Fungal endophytes are defined as filamentous fungi that reside in the tissues of living plants without exerting any pathogenic effects. Judging from the fact more than one endophyte often inhabit a single plant, new and interesting endophytic microorganisms are likely to be found from the nearly 300 000 plant species, which inhabit the diverse environments and ecosystems of the earth.3 Moreover, considering that a great number of secondary metabolites with diverse chemical structures and various biological activities6, 7, 8 have been discovered from endophytes, endophytes can be regarded as a rich source of bioactive natural products.4, 5

Thailand is located in a tropical zone with abundant biodiversity and bioresources, suggesting that Thai endophytic fungi may be a rich source of bioactive compounds. A series of recent discoveries of novel bioactive substances, such as xylariaquinone A, scopararanes A and B, 11-hydroxymonocerin, phomoenamide, phomonitroester and deacetylphomoxanthone B, have confirmed the usefulness of fungal endophytes from Thai medicinal plants as promising bioresources.9, 10, 11, 12

In this study, novel compounds were screened from the endophytic fungus Xylaria feejeensis MU18, isolated from Eryngium foetidum Linn., a medicinal plant in Thailand. From the crude extract, one novel compound was isolated and its chemical structure was determined. The compound possesses a novel chemical structure comprising a γ-pyrone with a hydroxymethyl group and a methylpentyl group at C-2 and C-5, respectively. This is the first report of a natural or even a synthetic compound possessing a γ-pyrone moiety having these two side chains.

Materials and methods

General experimental procedures

The UV spectrum was recorded on a Hitachi U-3200 spectrophotometer (Hitachi Ltd., Tokyo, Japan). NMR spectra were recorded on a on a JEOL JNM-ECS400 (JEOL, Tokyo, Japan) at 400 MHz. The 1H and 13C chemical shifts were referenced to the solvent signal (δH 7.26 and δC 77.0 in CDCl3). HRFABMS was recorded on a JEOL JMS-700 spectrometer. Optical rotation was measured on a JASCO P-1020 polarimeter (Jasco, Tokyo, Japan). IR spectra were recorded on a FTIR-8400S (Shimadzu, Kyoto, Japan).

Microorganism

The endophytic fungus MU18 was isolated from leaves of Eryngium foetidum Linn., obtained from Mahidol University, Bangkok, Thailand. The fungus was identified as X. feejeensis based on the DNA sequences of the internal transcribed spacer (ITS) ribosomal RNA region (DNA data bank of Japan (DDBJ) accession number AB569622). A Genbank search for similar ITS sequences confirmed that the fungus was X. feejeensis, with 99% sequence identity.13 The fungus was deposited as X. feejeensis MU18 at the culture collection of International Center for Biotechnology (ICBiotech; Osaka University, Osaka, Japan).

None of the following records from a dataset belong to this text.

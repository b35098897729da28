//! Memory pools for variable and exchange-buffer storage
//!
//! Storage for all variables sharing a pool key is carved out of one
//! contiguous block per key, following a plan/allocate/distribute protocol:
//! callers first register their byte requirements, then a single block per
//! key is allocated, then offsets are handed back out. Exchange buffers
//! reserve an alignment pad large enough to embed a spin lock.
//!
//! Elements are stored as relaxed atomics over the raw float bits. On the
//! targets we care about a relaxed load/store compiles to a plain move, and
//! it makes concurrent writes to disjoint tiles sound without raw-pointer
//! juggling. `fetch_add` gives the atomic accumulate API.
//!
//! NUMA preference is honoured by first-touch: the allocating thread zeroes
//! the block, so pages land on the node of whichever thread the caller runs
//! the allocation on. A `Pmem` key records the re-keying decision made when
//! a node pool would overflow.

use crate::{ceil_div, Idx, Precision};
use log::{debug, trace};
use std::collections::BTreeMap;
use std::sync::Arc;

#[cfg(not(feature = "f64"))]
pub type RawCell = std::sync::atomic::AtomicU32;
#[cfg(feature = "f64")]
pub type RawCell = std::sync::atomic::AtomicU64;

#[cfg(not(feature = "f64"))]
type RawBits = u32;
#[cfg(feature = "f64")]
type RawBits = u64;

use std::sync::atomic::Ordering::Relaxed;

/// Bytes per cache line, used to round allocation requests
pub const CACHELINE_BYTES: usize = 64;

/// Alignment pad reserved ahead of lock-bearing allocations, in elements
///
/// Must hold at least one lock word; one cache line keeps the lock and the
/// payload on separate lines.
pub const LOCK_PAD_ELEMS: usize = CACHELINE_BYTES / std::mem::size_of::<Precision>();

/// Pool selector
#[derive(Copy, Clone, Debug, PartialEq, Eq, PartialOrd, Ord, Hash)]
pub enum PoolKey {
    /// First-touch local allocation
    Local,
    /// Preferred NUMA node
    Node(i32),
    /// Persistent-memory node (fallback when a NUMA pool would overflow)
    Pmem(i32),
    /// Shared-memory window, visible to in-process peer ranks
    Shm,
}

impl PoolKey {
    /// Map a `numa_pref` setting to a pool key
    ///
    /// Non-negative values select a node; -1 selects first-touch local.
    pub fn from_pref(pref: i32) -> Self {
        if pref >= 0 {
            PoolKey::Node(pref)
        } else {
            PoolKey::Local
        }
    }
}

/// One contiguous block of element storage
#[derive(Debug)]
pub struct PoolBlock {
    key: PoolKey,
    cells: Box<[RawCell]>,
}

impl PoolBlock {
    fn new(key: PoolKey, nelems: usize) -> Self {
        // First touch happens here, on the calling thread.
        let cells: Box<[RawCell]> = (0..nelems).map(|_| RawCell::new(0)).collect();
        Self { key, cells }
    }

    pub fn key(&self) -> PoolKey {
        self.key
    }

    pub fn len(&self) -> usize {
        self.cells.len()
    }

    pub fn is_empty(&self) -> bool {
        self.cells.is_empty()
    }

    /// Raw cell access, used to embed locks in buffer pads
    pub fn raw_cell(&self, i: usize) -> &RawCell {
        &self.cells[i]
    }
}

#[inline]
fn to_bits(v: Precision) -> RawBits {
    v.to_bits()
}

#[inline]
fn from_bits(b: RawBits) -> Precision {
    Precision::from_bits(b)
}

/// A view into a [`PoolBlock`], the unit handed to variables and buffers
///
/// Cloning a `Storage` aliases the same elements; this is how fused
/// variables share data.
#[derive(Clone, Debug)]
pub struct Storage {
    block: Arc<PoolBlock>,
    ofs: usize,
    len: usize,
}

impl Storage {
    pub fn new(block: Arc<PoolBlock>, ofs: usize, len: usize) -> Self {
        assert!(ofs + len <= block.len());
        Self { block, ofs, len }
    }

    /// Standalone storage outside any planned pool (fixed-size vars, tests)
    pub fn standalone(nelems: usize) -> Self {
        let block = Arc::new(PoolBlock::new(PoolKey::Local, nelems));
        Self::new(block, 0, nelems)
    }

    pub fn len(&self) -> usize {
        self.len
    }

    pub fn is_empty(&self) -> bool {
        self.len == 0
    }

    pub fn key(&self) -> PoolKey {
        self.block.key()
    }

    /// Do two storages alias the same elements?
    pub fn same_data(&self, other: &Storage) -> bool {
        Arc::ptr_eq(&self.block, &other.block) && self.ofs == other.ofs
    }

    /// Sub-view of `len` elements starting at `ofs`
    pub fn slice(&self, ofs: usize, len: usize) -> Storage {
        assert!(ofs + len <= self.len);
        Storage::new(Arc::clone(&self.block), self.ofs + ofs, len)
    }

    /// Raw atomic cell, used to embed handshake locks in buffer pads
    pub fn raw_cell(&self, i: usize) -> &RawCell {
        assert!(i < self.len);
        self.block.raw_cell(self.ofs + i)
    }

    #[inline]
    pub fn get(&self, i: usize) -> Precision {
        from_bits(self.block.cells[self.ofs + i].load(Relaxed))
    }

    #[inline]
    pub fn set(&self, i: usize, v: Precision) {
        self.block.cells[self.ofs + i].store(to_bits(v), Relaxed);
    }

    /// Atomic read-modify-write add
    #[inline]
    pub fn fetch_add(&self, i: usize, v: Precision) -> Precision {
        let cell = &self.block.cells[self.ofs + i];
        let mut cur = cell.load(Relaxed);
        loop {
            let new = to_bits(from_bits(cur) + v);
            match cell.compare_exchange_weak(cur, new, Relaxed, Relaxed) {
                Ok(_) => return from_bits(cur),
                Err(actual) => cur = actual,
            }
        }
    }

    pub fn fill(&self, v: Precision) {
        for i in 0..self.len {
            self.set(i, v);
        }
    }
}

/// One registered storage request
#[derive(Clone, Copy, Debug, PartialEq, Eq)]
pub struct PoolTicket(usize);

#[derive(Debug)]
struct Request {
    name: String,
    key: PoolKey,
    pad_elems: usize,
    elems: usize,
    /// Element offset of the payload in the key's block (pass 2)
    ofs: Option<usize>,
}

/// Plan/allocate/distribute protocol over all pool keys
#[derive(Debug, Default)]
pub struct PoolPlanner {
    requests: Vec<Request>,
    blocks: BTreeMap<PoolKey, Arc<PoolBlock>>,
    /// Per-node capacity limit in bytes; pools that would overflow are
    /// re-keyed to `Pmem` (pass 0 probing)
    node_limit_bytes: Option<usize>,
}

impl PoolPlanner {
    pub fn new() -> Self {
        Self::default()
    }

    /// Cap per-node pool size; larger pools fall back to persistent memory
    pub fn set_node_limit_bytes(&mut self, limit: usize) {
        self.node_limit_bytes = Some(limit);
    }

    /// Pass 0/1: register a request for `elems` payload elements
    ///
    /// `pad_elems` is reserved ahead of the payload (lock embedding);
    /// the combined request is rounded up to whole cache lines.
    pub fn request(
        &mut self,
        name: impl Into<String>,
        key: PoolKey,
        elems: usize,
        pad_elems: usize,
    ) -> PoolTicket {
        assert!(self.blocks.is_empty(), "pool already allocated");
        let t = PoolTicket(self.requests.len());
        self.requests.push(Request {
            name: name.into(),
            key,
            pad_elems,
            elems,
            ofs: None,
        });
        t
    }

    fn line_elems() -> usize {
        CACHELINE_BYTES / std::mem::size_of::<Precision>()
    }

    /// Pass 1+2: allocate one block per key and distribute offsets
    pub fn allocate(&mut self) {
        assert!(self.blocks.is_empty(), "pool already allocated");
        let line = Self::line_elems();

        // Pass 0: re-key node pools that would overflow.
        if let Some(limit) = self.node_limit_bytes {
            let mut by_key: BTreeMap<PoolKey, usize> = BTreeMap::new();
            for r in &self.requests {
                let rounded =
                    ceil_div((r.pad_elems + r.elems) as Idx, line as Idx) as usize * line;
                *by_key.entry(r.key).or_default() += rounded * std::mem::size_of::<Precision>();
            }
            for r in &mut self.requests {
                if let PoolKey::Node(n) = r.key {
                    if by_key[&r.key] > limit {
                        trace!(
                            "pool request '{}' re-keyed from node {n} to pmem (pool would \
                             exceed {limit} bytes)",
                            r.name
                        );
                        r.key = PoolKey::Pmem(n);
                    }
                }
            }
        }

        // Pass 1: sum bytes per key.
        let mut totals: BTreeMap<PoolKey, usize> = BTreeMap::new();
        for r in &mut self.requests {
            let total = totals.entry(r.key).or_default();
            let rounded = ceil_div((r.pad_elems + r.elems) as Idx, line as Idx) as usize * line;
            r.ofs = Some(*total + r.pad_elems);
            *total += rounded;
        }

        // Pass 2: one block per key.
        for (&key, &nelems) in &totals {
            debug!(
                "allocating {} elements ({} bytes) in pool {key:?}",
                nelems,
                nelems * std::mem::size_of::<Precision>()
            );
            self.blocks.insert(key, Arc::new(PoolBlock::new(key, nelems)));
        }
    }

    /// Resolve a ticket into its storage view (after [`allocate`](Self::allocate))
    pub fn storage_of(&self, ticket: PoolTicket) -> Storage {
        let r = &self.requests[ticket.0];
        let ofs = r.ofs.expect("pool not allocated yet");
        Storage::new(Arc::clone(&self.blocks[&r.key]), ofs, r.elems)
    }

    /// The block backing a ticket, with the ticket's pad start offset
    ///
    /// Exchange buffers use this to reach the lock cell inside their pad.
    pub fn pad_of(&self, ticket: PoolTicket) -> (Arc<PoolBlock>, usize) {
        let r = &self.requests[ticket.0];
        let ofs = r.ofs.expect("pool not allocated yet");
        (Arc::clone(&self.blocks[&r.key]), ofs - r.pad_elems)
    }

    /// Total bytes planned for one key
    pub fn planned_bytes(&self, key: PoolKey) -> usize {
        self.blocks
            .get(&key)
            .map_or(0, |b| b.len() * std::mem::size_of::<Precision>())
    }
}

#[cfg(test)]
mod tests {
    use super::*;

    #[test]
    fn storage_roundtrip() {
        let s = Storage::standalone(16);
        s.set(3, 1.5);
        assert_eq!(s.get(3), 1.5);
        assert_eq!(s.get(4), 0.0);
        let old = s.fetch_add(3, 1.0);
        assert_eq!(old, 1.5);
        assert_eq!(s.get(3), 2.5);
    }

    #[test]
    fn planner_distributes_disjoint_ranges() {
        let mut p = PoolPlanner::new();
        let a = p.request("a", PoolKey::Local, 10, 0);
        let b = p.request("b", PoolKey::Local, 100, LOCK_PAD_ELEMS);
        let c = p.request("c", PoolKey::Shm, 7, 0);
        p.allocate();

        let sa = p.storage_of(a);
        let sb = p.storage_of(b);
        let sc = p.storage_of(c);
        assert_eq!(sa.len(), 10);
        assert_eq!(sb.len(), 100);
        assert_eq!(sc.key(), PoolKey::Shm);

        // Writes through one view must not show through another.
        sa.fill(1.0);
        sb.fill(2.0);
        assert_eq!(sa.get(9), 1.0);
        assert_eq!(sb.get(0), 2.0);

        // Pad precedes payload and is in the same block.
        let (blk, pad_ofs) = p.pad_of(b);
        assert_eq!(blk.key(), PoolKey::Local);
        blk.raw_cell(pad_ofs).store(7, Relaxed);
        assert_eq!(sb.get(0), 2.0);
    }

    #[test]
    fn overflow_rekeys_to_pmem() {
        let mut p = PoolPlanner::new();
        p.set_node_limit_bytes(64);
        let t = p.request("big", PoolKey::Node(0), 1 << 12, 0);
        p.allocate();
        assert!(matches!(p.storage_of(t).key(), PoolKey::Pmem(0)));
    }

    #[test]
    fn fused_views_alias() {
        let s = Storage::standalone(8);
        let t = s.clone();
        t.set(0, 9.0);
        assert_eq!(s.get(0), 9.0);
        assert!(s.same_data(&t));
    }
}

Fermentation and isolation

All chemicals, media and reagents were purchased from Wako (Osaka, Japan) unless stated otherwise. For seed culture preparation, the mycelia of X. feejeensis MU18 grown on a potato dextrose agar slant was inoculated into 5 ml of medium two (soluble starch 5%, Pharmamedia 2%, oatmeal 0.5%, KH2PO4 0.35%, Na2HPO4 0.25% and (NH4)2SO4 0.6%) in test tubes (Ø12.5 mm × 10.5 cm), and incubated for 3 days at 28 °C on a reciprocal shaker at 120 r.p.m. The seed culture (2 ml) was inoculated into 100 ml of medium two in 500-ml baffled flasks and cultivated for 21 days at 28 °C under a static condition.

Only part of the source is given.